RECORDS TO PROCESS below:
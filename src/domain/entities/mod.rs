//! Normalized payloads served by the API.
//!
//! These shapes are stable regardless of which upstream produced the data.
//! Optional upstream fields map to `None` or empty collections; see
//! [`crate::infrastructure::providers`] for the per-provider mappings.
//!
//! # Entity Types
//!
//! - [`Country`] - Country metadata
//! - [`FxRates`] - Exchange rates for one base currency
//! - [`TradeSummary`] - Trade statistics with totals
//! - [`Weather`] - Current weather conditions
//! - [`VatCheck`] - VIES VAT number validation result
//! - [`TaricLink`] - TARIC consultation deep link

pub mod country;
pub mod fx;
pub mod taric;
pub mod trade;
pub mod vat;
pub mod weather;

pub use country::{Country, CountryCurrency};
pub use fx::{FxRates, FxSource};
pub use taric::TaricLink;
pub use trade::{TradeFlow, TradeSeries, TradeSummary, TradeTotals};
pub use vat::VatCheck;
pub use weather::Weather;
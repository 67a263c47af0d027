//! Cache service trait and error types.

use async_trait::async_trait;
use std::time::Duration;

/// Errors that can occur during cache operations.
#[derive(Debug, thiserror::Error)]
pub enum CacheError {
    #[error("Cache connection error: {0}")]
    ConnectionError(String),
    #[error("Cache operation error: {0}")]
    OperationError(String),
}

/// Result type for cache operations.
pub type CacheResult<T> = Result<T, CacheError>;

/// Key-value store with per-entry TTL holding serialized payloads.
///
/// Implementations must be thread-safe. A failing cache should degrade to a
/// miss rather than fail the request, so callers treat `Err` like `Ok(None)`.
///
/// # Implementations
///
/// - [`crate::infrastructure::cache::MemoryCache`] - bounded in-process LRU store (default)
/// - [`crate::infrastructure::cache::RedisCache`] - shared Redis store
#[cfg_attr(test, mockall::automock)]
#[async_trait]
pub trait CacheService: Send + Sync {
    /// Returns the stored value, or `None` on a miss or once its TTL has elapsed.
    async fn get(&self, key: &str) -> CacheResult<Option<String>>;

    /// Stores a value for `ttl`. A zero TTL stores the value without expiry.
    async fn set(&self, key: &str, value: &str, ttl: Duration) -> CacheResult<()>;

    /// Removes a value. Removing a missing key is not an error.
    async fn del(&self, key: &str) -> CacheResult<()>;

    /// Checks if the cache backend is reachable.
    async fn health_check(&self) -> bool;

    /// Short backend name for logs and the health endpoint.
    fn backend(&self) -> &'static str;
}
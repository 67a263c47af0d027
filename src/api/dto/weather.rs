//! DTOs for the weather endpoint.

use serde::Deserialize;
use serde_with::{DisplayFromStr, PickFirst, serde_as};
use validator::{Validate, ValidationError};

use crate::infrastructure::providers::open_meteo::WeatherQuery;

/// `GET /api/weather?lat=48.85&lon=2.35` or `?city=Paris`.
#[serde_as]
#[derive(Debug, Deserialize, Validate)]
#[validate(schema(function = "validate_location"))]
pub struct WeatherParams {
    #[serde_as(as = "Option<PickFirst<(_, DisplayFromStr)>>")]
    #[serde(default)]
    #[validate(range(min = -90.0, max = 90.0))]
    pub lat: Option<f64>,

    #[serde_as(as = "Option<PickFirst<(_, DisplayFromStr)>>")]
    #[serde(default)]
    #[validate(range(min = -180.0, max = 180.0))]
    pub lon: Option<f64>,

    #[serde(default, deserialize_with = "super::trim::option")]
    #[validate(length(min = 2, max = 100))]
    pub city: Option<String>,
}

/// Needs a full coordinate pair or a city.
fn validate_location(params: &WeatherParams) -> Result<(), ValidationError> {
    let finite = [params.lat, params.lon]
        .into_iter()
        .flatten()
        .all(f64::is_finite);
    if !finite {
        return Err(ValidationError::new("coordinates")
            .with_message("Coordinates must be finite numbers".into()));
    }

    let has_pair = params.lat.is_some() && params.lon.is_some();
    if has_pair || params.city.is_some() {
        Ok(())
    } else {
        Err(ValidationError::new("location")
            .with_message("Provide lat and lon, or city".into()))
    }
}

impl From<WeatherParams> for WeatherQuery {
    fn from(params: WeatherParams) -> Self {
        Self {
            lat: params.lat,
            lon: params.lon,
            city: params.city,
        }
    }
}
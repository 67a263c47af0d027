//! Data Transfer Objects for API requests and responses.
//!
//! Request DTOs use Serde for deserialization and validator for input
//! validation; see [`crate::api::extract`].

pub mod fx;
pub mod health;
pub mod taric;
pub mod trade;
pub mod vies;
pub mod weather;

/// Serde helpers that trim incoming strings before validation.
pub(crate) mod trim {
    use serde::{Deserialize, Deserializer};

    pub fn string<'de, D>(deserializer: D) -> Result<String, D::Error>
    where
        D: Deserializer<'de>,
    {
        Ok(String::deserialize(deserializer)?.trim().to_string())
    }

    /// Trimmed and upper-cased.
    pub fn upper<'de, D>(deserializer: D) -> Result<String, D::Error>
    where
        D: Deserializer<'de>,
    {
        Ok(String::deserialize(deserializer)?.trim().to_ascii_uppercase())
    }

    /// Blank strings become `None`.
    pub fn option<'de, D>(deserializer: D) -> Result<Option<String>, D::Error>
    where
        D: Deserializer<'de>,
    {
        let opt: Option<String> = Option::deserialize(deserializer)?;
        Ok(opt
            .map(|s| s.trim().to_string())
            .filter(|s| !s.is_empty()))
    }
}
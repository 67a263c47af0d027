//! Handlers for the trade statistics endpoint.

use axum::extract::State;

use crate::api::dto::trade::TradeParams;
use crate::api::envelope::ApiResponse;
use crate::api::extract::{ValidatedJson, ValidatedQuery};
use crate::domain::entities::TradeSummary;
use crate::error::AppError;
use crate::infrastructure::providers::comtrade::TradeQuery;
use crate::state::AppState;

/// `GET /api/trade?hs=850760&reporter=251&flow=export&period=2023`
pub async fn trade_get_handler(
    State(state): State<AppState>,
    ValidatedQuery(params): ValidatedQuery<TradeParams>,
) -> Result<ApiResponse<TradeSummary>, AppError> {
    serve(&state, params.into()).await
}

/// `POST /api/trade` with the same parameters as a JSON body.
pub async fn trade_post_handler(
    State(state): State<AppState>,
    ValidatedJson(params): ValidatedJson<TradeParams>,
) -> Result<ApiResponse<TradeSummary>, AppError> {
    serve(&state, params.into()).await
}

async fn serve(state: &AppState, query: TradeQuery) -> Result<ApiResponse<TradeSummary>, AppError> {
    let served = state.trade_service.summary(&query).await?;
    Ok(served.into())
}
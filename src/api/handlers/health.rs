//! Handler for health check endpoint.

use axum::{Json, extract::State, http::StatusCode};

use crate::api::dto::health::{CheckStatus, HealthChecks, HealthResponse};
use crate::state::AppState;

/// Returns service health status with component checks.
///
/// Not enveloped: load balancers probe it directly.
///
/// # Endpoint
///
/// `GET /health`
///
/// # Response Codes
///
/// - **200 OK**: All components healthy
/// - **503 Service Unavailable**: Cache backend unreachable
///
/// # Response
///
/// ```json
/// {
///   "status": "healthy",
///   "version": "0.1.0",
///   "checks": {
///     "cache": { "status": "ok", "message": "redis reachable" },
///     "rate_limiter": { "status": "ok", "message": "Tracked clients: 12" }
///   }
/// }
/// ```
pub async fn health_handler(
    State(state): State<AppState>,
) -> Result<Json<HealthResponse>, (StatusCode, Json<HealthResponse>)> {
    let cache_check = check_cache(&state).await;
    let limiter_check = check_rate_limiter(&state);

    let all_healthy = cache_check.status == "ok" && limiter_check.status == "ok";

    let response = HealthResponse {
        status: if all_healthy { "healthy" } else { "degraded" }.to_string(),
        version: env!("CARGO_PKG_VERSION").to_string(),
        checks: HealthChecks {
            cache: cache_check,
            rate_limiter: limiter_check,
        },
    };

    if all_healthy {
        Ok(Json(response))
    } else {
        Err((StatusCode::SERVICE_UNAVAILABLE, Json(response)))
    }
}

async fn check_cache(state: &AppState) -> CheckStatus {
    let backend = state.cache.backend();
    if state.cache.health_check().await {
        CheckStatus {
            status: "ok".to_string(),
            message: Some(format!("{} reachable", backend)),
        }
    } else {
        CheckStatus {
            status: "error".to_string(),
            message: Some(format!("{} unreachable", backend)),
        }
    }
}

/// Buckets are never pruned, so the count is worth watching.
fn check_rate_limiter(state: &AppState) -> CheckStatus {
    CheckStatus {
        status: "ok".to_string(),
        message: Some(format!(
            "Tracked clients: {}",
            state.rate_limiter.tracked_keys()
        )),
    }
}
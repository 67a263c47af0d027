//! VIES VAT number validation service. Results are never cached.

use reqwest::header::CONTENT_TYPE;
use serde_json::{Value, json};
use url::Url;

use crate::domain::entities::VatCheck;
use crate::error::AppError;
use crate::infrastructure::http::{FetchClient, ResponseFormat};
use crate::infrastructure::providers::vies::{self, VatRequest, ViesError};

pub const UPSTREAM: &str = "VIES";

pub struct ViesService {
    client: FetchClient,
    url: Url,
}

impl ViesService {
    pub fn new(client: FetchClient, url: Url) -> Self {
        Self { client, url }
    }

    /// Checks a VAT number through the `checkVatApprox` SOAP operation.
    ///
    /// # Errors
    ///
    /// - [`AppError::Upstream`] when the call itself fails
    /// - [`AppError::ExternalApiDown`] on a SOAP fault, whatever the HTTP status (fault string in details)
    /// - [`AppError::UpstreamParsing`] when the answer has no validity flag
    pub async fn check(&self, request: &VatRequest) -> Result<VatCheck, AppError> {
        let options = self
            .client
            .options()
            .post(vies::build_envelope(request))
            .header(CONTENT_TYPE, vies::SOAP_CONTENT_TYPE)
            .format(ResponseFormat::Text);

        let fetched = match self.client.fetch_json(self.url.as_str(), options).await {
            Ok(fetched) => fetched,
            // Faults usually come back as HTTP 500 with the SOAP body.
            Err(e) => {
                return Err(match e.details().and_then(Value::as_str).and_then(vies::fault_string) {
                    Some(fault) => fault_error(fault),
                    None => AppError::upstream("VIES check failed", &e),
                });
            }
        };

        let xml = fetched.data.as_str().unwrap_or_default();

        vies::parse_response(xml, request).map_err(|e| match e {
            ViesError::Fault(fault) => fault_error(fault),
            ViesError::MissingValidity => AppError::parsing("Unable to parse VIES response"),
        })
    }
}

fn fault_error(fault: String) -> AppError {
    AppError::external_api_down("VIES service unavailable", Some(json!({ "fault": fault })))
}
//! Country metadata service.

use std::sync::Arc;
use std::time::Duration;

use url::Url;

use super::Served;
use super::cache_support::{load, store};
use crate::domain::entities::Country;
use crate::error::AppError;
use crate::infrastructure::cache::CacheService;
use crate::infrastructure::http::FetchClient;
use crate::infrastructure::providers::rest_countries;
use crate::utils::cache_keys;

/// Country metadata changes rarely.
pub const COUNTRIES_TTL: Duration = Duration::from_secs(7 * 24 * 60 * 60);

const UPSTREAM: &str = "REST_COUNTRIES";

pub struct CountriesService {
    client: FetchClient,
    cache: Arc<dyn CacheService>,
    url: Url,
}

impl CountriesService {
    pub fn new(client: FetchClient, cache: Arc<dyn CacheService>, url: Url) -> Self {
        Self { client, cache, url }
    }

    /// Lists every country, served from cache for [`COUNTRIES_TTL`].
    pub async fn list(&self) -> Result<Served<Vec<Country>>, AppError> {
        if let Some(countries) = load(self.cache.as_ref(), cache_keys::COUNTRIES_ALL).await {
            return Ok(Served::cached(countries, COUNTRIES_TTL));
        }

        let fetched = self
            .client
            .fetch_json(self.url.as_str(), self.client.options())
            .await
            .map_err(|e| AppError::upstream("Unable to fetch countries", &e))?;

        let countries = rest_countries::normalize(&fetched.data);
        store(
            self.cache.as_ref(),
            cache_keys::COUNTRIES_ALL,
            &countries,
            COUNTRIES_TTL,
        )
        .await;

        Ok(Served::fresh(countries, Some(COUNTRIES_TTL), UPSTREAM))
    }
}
End of RECORDS TO PROCESS.
AIM OF THE EXERCISE. Set down exactly the lines from the start of the records to the line with "statistics with totals". Include that line, and add nothing more.

SOLVED PROBLEM.
filename src/domain/entities/mod.rs
//! Normalized payloads served by the API.
//!
//! These shapes are stable regardless of which upstream produced the data.
//! Optional upstream fields map to `None` or empty collections; see
//! [`crate::infrastructure::providers`] for the per-provider mappings.
//!
//! # Entity Types
//!
//! - [`Country`] - Country metadata
//! - [`FxRates`] - Exchange rates for one base currency
//! - [`TradeSummary`] - Trade statistics with totals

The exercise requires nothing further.